The shortest path of all the nodes from a particular node is calculated using BFS or Breadth First Search. It was evident that the original BFS algorithm had to be modified someway to initialise multiple processes to solve the question through multiprocessing. But if I tried to implement multiprocessing on the entire algorithm, it would fail to run, as too many processes would be opened at once. So, I tried to apply the idea of running processes parallelly on every level of BFS. For every node in a particular level, I calculated the number of its unvisited neighbours and appended them to another list.
Ex: nodes(n) = 6, edges(e) = 4, e = {(0, 1), (0, 2), (1, 5), (2, 3), (2, 4)}, source(s) = 0
The consecutive levels would be as follows:
-> [0]
-> [1, 2]
-> [[5], [3, 4]] -> [5, 3, 4]
Now, we have a list of lists returned to us by the 'Neighbours' function. This is basically, our next level, so we can just make it into one single list. We are replacing our current level with the next set of unvisited neighbours every iteration.

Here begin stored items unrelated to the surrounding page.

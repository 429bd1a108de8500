//! Property-based tests for NIP-44 mail encryption.
//!
//! Sender resolution relies on two properties: the right counterparty key
//! always decrypts, and any other key always fails. These tests check both
//! for arbitrary bodies.

use nostr::Keys;
use nostrmail_core::nostr::encryption::{decrypt_nip44, encrypt_nip44};
use proptest::prelude::*;

/// Non-empty printable bodies, including multi-byte characters.
fn plaintext_strategy() -> impl Strategy<Value = String> {
    "[a-zA-Z0-9 äöü€\n]{1,500}"
}

fn hex(keys: &Keys) -> String {
    keys.public_key().to_hex()
}

proptest! {
    #![proptest_config(ProptestConfig::with_cases(64))]

    /// The recipient decrypts with the sender's pubkey.
    #[test]
    fn recipient_decrypts_with_sender_key(plaintext in plaintext_strategy()) {
        let sender = Keys::generate();
        let recipient = Keys::generate();

        let ciphertext = encrypt_nip44(&sender, &hex(&recipient), &plaintext).unwrap();
        let decrypted = decrypt_nip44(&recipient, &hex(&sender), &ciphertext).unwrap();
        prop_assert_eq!(decrypted, plaintext);
    }

    /// The conversation key is symmetric: the sender can read its own mail.
    #[test]
    fn sender_decrypts_own_message(plaintext in plaintext_strategy()) {
        let sender = Keys::generate();
        let recipient = Keys::generate();

        let ciphertext = encrypt_nip44(&sender, &hex(&recipient), &plaintext).unwrap();
        let decrypted = decrypt_nip44(&sender, &hex(&recipient), &ciphertext).unwrap();
        prop_assert_eq!(decrypted, plaintext);
    }

    /// A wrong counterparty never yields a plaintext.
    #[test]
    fn wrong_counterparty_fails(plaintext in plaintext_strategy()) {
        let sender = Keys::generate();
        let recipient = Keys::generate();
        let other = Keys::generate();

        let ciphertext = encrypt_nip44(&sender, &hex(&recipient), &plaintext).unwrap();
        prop_assert!(decrypt_nip44(&recipient, &hex(&other), &ciphertext).is_err());
    }

    /// Ciphertexts are randomized and never contain the body.
    #[test]
    fn ciphertext_is_randomized(plaintext in "[a-zA-Z]{16,64}") {
        let sender = Keys::generate();
        let recipient = hex(&Keys::generate());

        let first = encrypt_nip44(&sender, &recipient, &plaintext).unwrap();
        let second = encrypt_nip44(&sender, &recipient, &plaintext).unwrap();
        prop_assert_ne!(&first, &second);
        prop_assert!(!first.contains(&plaintext));
    }

    /// Flipping any payload character breaks the MAC.
    #[test]
    fn tampering_fails(plaintext in plaintext_strategy(), position in any::<prop::sample::Index>()) {
        let sender = Keys::generate();
        let recipient = Keys::generate();

        let ciphertext = encrypt_nip44(&sender, &hex(&recipient), &plaintext).unwrap();
        let mut chars: Vec<char> = ciphertext.chars().collect();
        // Stay clear of the final quantum, whose spare bits carry no data
        let i = position.index(chars.len() - 4);
        chars[i] = if chars[i] == 'A' { 'B' } else { 'A' };
        let tampered: String = chars.into_iter().collect();

        prop_assert!(decrypt_nip44(&recipient, &hex(&sender), &tampered).is_err());
    }
}

#[test]
fn empty_plaintext_is_rejected() {
    let sender = Keys::generate();
    let recipient = hex(&Keys::generate());
    assert!(encrypt_nip44(&sender, &recipient, "").is_err());
}

#[test]
fn malformed_counterparty_is_rejected() {
    let keys = Keys::generate();
    assert!(encrypt_nip44(&keys, "not-hex", "body").is_err());
    assert!(decrypt_nip44(&keys, "not-hex", "payload").is_err());
}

We applied the idea of multiprocessing to find the next level of unvisited neighbours for every level. We used the pool.map() to do so. The .Pool() function declares a pool class, where we need to specify how many processes we want to simultaneously run. We then map the pool class varaible to the function we want to execute parallelly, and pass the list of arguments required to execute the function. Process() allocates all the tasks in the memory while Pool() allocates only currently executing processes in memory. We also don't need to explicitly declare all the processes in Pool() function, just specify the maximum number of processes we want to run at once.
The shortest distance can be easily calculated because that aspect of the solution is no different from the regular BFS algorithm, i.e., Distance[node] = Distance[parent] + 1. We also do not need to worry about mulitple traversals as we use the 'Visited' array to store whether they have already been visited or not.
After running the program, the user only needs to enter the number of nodes, edges and the edges data set. We need to pass the source from where we want to calculate all the distances.
Finally, I print the list of shortest distances of all the nodes from the source. (All other nodes with distance zero apart from the source, are inaccessible. Meaning, they can not be reached because they are not connected)
From the results obtained, we can see that our bfs algorithm using multiprocessing is slower compared to the serial bfs code we designed.
P.S. The parallel BFS code does not seem to be working on the windows terminal. I tried debugging it and reach the root of the problem, but was unsuccessful. It is working on the linux terminal, but since I do not have linux OS installed on my system, I used Google Cloud linunx terminal for it. It runs as it should on the platform. Please consider this while checking the code. Thank You.